Problem requirements: Whenever the word "directory" turns up in a line below, that line should be copied.

[Saved entries]
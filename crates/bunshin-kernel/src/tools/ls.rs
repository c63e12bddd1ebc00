//! LsEngine: list directory entries.

use std::sync::Arc;

use async_trait::async_trait;
use serde::Deserialize;

use crate::backend::FileBackend;

use super::{check_path, parse_params, ToolEngine, ToolResponse};

pub struct LsEngine {
    backend: Arc<dyn FileBackend>,
}

impl LsEngine {
    pub fn new(backend: Arc<dyn FileBackend>) -> Self {
        Self { backend }
    }
}

#[derive(Deserialize)]
struct LsParams {
    path: String,
}

#[async_trait]
impl ToolEngine for LsEngine {
    fn name(&self) -> &str {
        "ls"
    }

    fn description(&self) -> &str {
        "List the files and directories directly under a path"
    }

    fn schema(&self) -> serde_json::Value {
        serde_json::json!({
            "type": "object",
            "properties": {
                "path": {
                    "type": "string",
                    "description": "Absolute directory path to list"
                }
            },
            "required": ["path"]
        })
    }

    #[tracing::instrument(skip(self, params), name = "engine.ls")]
    async fn invoke(&self, params: &str) -> ToolResponse {
        let p: LsParams = match parse_params(params) {
            Ok(v) => v,
            Err(resp) => return resp,
        };
        if let Err(resp) = check_path(&p.path) {
            return resp;
        }

        match self.backend.list(&p.path).await {
            Ok(entries) => {
                let lines: Vec<String> = entries
                    .iter()
                    .map(|e| {
                        if e.is_dir {
                            format!("{}/", e.path)
                        } else {
                            e.path.clone()
                        }
                    })
                    .collect();
                ToolResponse::success(lines.join("\n"))
            }
            Err(e) => ToolResponse::failure(e),
        }
    }
}

#[cfg(test)]
mod tests {
    use super::*;
    use crate::backend::memory::MemoryBackend;

    async fn engine_with_files() -> LsEngine {
        let backend = MemoryBackend::new("mem");
        backend.write("/src/main.rs", "", true).await.unwrap();
        backend.write("/readme.md", "", true).await.unwrap();
        LsEngine::new(Arc::new(backend))
    }

    #[tokio::test]
    async fn lists_with_dir_markers() {
        let engine = engine_with_files().await;
        let resp = engine.invoke(r#"{"path": "/"}"#).await;
        assert!(resp.ok);
        assert_eq!(resp.output, "/readme.md\n/src/");
    }

    #[tokio::test]
    async fn missing_dir_is_not_found() {
        let engine = engine_with_files().await;
        let resp = engine.invoke(r#"{"path": "/nope"}"#).await;
        assert!(!resp.ok);
        assert_eq!(resp.error.unwrap().kind, "not_found");
    }

    #[tokio::test]
    async fn relative_path_is_invalid() {
        let engine = engine_with_files().await;
        let resp = engine.invoke(r#"{"path": "src"}"#).await;
        assert!(!resp.ok);
        assert_eq!(resp.error.unwrap().kind, "invalid_params");
    }
}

Response area:
//! LsEngine: list directory entries.
                    "description": "Absolute directory path to list"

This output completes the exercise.